Ce qui est d’ailleurs un de mes réflexes coutumiers, vous en conviendrez.

 

Alors je me dirige vers le Temple du Monastère.

Les moines sont dans la pièce centrale, sur deux rangs, en alignement devant la Statue centrale de Gourou Rimpoché.

Ils sont en pratique.

 

Je rafle au passage une cloche, un Dorje et un Purba.

Avec moi, l’espace, l’indestructibilité et le poignard rituel, je vais dépoter!... et si je dois pratiquer plus longtemps, après leur départ, je prends aussi un damaru de Lama.
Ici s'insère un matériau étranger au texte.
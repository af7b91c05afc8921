//! Feed module for bhub.
//!
//! Covers configured RSS/Atom sources: fetching with SSRF protection,
//! parsing/normalization, and persistence.

pub mod fetcher;
pub mod repository;
pub mod types;

pub use fetcher::{parse_feed, strip_html, validate_url, FeedFetcher};
pub use repository::FeedRepository;
pub use types::{
    Feed, FeedUpdate, NewFeed, ParsedEntry, ParsedFeed, MAX_ABSTRACT_LENGTH,
    MAX_CONSECUTIVE_ERRORS, MAX_FEED_SIZE,
};
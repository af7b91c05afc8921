//! bhub - content repository for behavior analysis research.
//!
//! Aggregates scientific article feeds into a relational database, exposes
//! a public browsing/search API and an admin API for curation, banners and
//! retention, plus an embeddings-based similar-articles feature.

pub mod auth;
pub mod banner;
pub mod config;
pub mod content;
pub mod datetime;
pub mod db;
pub mod error;
pub mod feed;
pub mod logging;
pub mod similarity;
pub mod sync;
pub mod web;

pub use auth::{hash_password, validate_password, verify_password, PasswordError};
pub use config::Config;
pub use db::{Database, NewUser, Role, User, UserRepository, UserUpdate};
pub use error::{BhubError, Result};
pub use feed::{Feed, FeedFetcher, FeedRepository, NewFeed};
pub use sync::{
    archive_old_articles, clean_repository, CleanupReport, FeedAggregatorService, SyncReport,
};
pub use web::WebServer;
//! Public feed handlers.

use axum::{extract::State, Json};
use std::sync::Arc;

use crate::feed::FeedRepository;
use crate::web::dto::{ApiResponse, FeedResponse};
use crate::web::error::ApiError;
use crate::web::handlers::AppState;

/// GET /api/feeds - List active sources for public browsing.
pub async fn list_feeds(
    State(state): State<Arc<AppState>>,
) -> Result<Json<ApiResponse<Vec<FeedResponse>>>, ApiError> {
    let feeds = FeedRepository::new(state.db.pool())
        .list_active()
        .await
        .map_err(|e| {
            tracing::error!("Failed to list feeds: {}", e);
            ApiError::internal("Failed to list feeds")
        })?;

    let responses: Vec<_> = feeds
        .into_iter()
        .map(|f| FeedResponse {
            id: f.id,
            title: f.title,
            description: f.description,
            site_url: f.site_url,
            country: f.country,
        })
        .collect();

    Ok(Json(ApiResponse::new(responses)))
}
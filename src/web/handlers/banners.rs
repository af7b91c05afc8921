//! Public banner handlers.

use axum::{
    extract::{Path, State},
    Json,
};
use std::sync::Arc;

use crate::banner::BannerRepository;
use crate::web::dto::{ApiResponse, BannerResponse};
use crate::web::error::ApiError;
use crate::web::handlers::AppState;

/// GET /api/banners/position/:position - Banners in rotation for a slot.
pub async fn banners_for_position(
    State(state): State<Arc<AppState>>,
    Path(position): Path<String>,
) -> Result<Json<ApiResponse<Vec<BannerResponse>>>, ApiError> {
    let banners = BannerRepository::new(state.db.pool())
        .list_active_for_position(&position)
        .await
        .map_err(|e| {
            tracing::error!("Failed to list banners: {}", e);
            ApiError::internal("Failed to list banners")
        })?;

    let responses: Vec<_> = banners
        .into_iter()
        .map(|b| BannerResponse {
            id: b.id,
            image_url: b.image_url,
            target_url: b.target_url,
            position: b.position,
            priority: b.priority,
        })
        .collect();

    Ok(Json(ApiResponse::new(responses)))
}

/// POST /api/banners/:id/click - Record a banner click.
pub async fn record_click(
    State(state): State<Arc<AppState>>,
    Path(banner_id): Path<i64>,
) -> Result<Json<ApiResponse<()>>, ApiError> {
    let clicked = BannerRepository::new(state.db.pool())
        .increment_click_count(banner_id)
        .await
        .map_err(|e| {
            tracing::error!("Failed to record click: {}", e);
            ApiError::internal("Failed to record click")
        })?;

    if !clicked {
        return Err(ApiError::not_found("Banner not found"));
    }

    Ok(Json(ApiResponse::new(())))
}
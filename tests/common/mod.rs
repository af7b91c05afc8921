//! Shared helpers for API integration tests.

use std::sync::Arc;

use axum_test::TestServer;
use serde_json::{json, Value};

use bhub::config::Config;
use bhub::content::{ArticleRepository, AuthorRepository, NewArticle};
use bhub::db::{NewUser, Role, UserRepository};
use bhub::feed::{FeedFetcher, FeedRepository, NewFeed};
use bhub::web::handlers::AppState;
use bhub::web::middleware::JwtState;
use bhub::web::router::create_router;
use bhub::Database;

/// Cron secret used by the test configuration.
pub const TEST_CRON_SECRET: &str = "test-cron-secret";

/// Create a test configuration.
pub fn test_config() -> Config {
    let mut config = Config::default();
    config.server.host = "127.0.0.1".to_string();
    config.server.port = 0;
    config.auth.jwt_secret = "test-secret-key-for-testing-only".to_string();
    config.cron.secret = TEST_CRON_SECRET.to_string();
    config.retention.days = 30;
    config
}

/// Create a test server with an in-memory database.
pub async fn create_test_server() -> (TestServer, Arc<Database>) {
    create_test_server_with_config(test_config()).await
}

/// Create a test server with a custom configuration.
pub async fn create_test_server_with_config(config: Config) -> (TestServer, Arc<Database>) {
    let db = Arc::new(
        Database::open_in_memory()
            .await
            .expect("Failed to create test database"),
    );
    let fetcher = Arc::new(FeedFetcher::new().expect("Failed to create fetcher"));

    let app_state = Arc::new(AppState::new(db.clone(), &config, fetcher));
    let jwt_state = Arc::new(JwtState::new(&config.auth.jwt_secret));

    let router = create_router(app_state, jwt_state, &config.server.cors_origins);
    let server = TestServer::new(router).expect("Failed to create test server");

    (server, db)
}

/// Create a user directly in the database and return its ID.
pub async fn create_user(db: &Database, username: &str, password: &str, role: Role) -> i64 {
    let hash = bhub::hash_password(password).expect("Failed to hash password");
    let user = NewUser::new(username, hash, username).with_role(role);
    UserRepository::new(db.pool())
        .create(&user)
        .await
        .expect("Failed to create user")
        .id
}

/// Log a user in and return the access token.
pub async fn login(server: &TestServer, username: &str, password: &str) -> String {
    let response = server
        .post("/api/auth/login")
        .json(&json!({ "username": username, "password": password }))
        .await;
    let body = response.json::<Value>();
    body["data"]["access_token"]
        .as_str()
        .expect("No access token in login response")
        .to_string()
}

/// Create an admin user and log in, returning the access token.
pub async fn admin_token(server: &TestServer, db: &Database) -> String {
    create_user(db, "admin", "admin-password", Role::Admin).await;
    login(server, "admin", "admin-password").await
}

/// Create a feed directly in the database and return its ID.
pub async fn create_feed(db: &Database, url: &str, title: &str) -> i64 {
    FeedRepository::new(db.pool())
        .create(&NewFeed::new(url, title))
        .await
        .expect("Failed to create feed")
        .id
}

/// Create an article directly in the database and return its ID.
pub async fn create_article(db: &Database, feed_id: i64, guid: &str, title: &str) -> i64 {
    ArticleRepository::new(db.pool())
        .create_or_ignore(&NewArticle::new(feed_id, guid, title))
        .await
        .expect("Failed to create article")
        .expect("Article already existed")
}

/// Link an author to an article, creating the author on demand.
pub async fn add_author(db: &Database, article_id: i64, name: &str, position: i32) {
    let repo = AuthorRepository::new(db.pool());
    let author = repo.get_or_create(name).await.expect("Failed to create author");
    repo.link(article_id, author.id, position)
        .await
        .expect("Failed to link author");
}

/// Rewrite an article's created_at so retention tests can age it.
pub async fn backdate_article(db: &Database, article_id: i64, days_back: i64) {
    let created_at = (chrono::Utc::now() - chrono::Duration::days(days_back))
        .format("%Y-%m-%d %H:%M:%S")
        .to_string();
    sqlx::query("UPDATE articles SET created_at = $2 WHERE id = $1")
        .bind(article_id)
        .bind(created_at)
        .execute(db.pool())
        .await
        .expect("Failed to backdate article");
}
Avec mon attirail de parfait combattant Tibétain, je m’installe à l’angle du fond, bien tranquille.

Les moines me regardent curieux. Mais je leur fais signe de ne pas faire attention à moi. Je prends la position du méditant et cela leur suffit.

Ils continuent leur Puja.

C’est une pratique de Tara verte, la Compassion en action... Cela me convient fort bien!

Alors je concentre mes forces en moi, je mets mes protections autour, et je vais bravement au combat.

 

D’abord je chope Tara entre deux respirations.

    - Hé!... Ma Belle!... Pas si vite!... Dis, tu n’en as pas fini avec tes mensonges ? je fais en rigolant.

    - Que veux-tu dire ? toi l’humain! fait-elle du haut de son courroux.

    - Té!... Je croyais que tu étais là pour les aider, les humains... Pas pour les mépriser!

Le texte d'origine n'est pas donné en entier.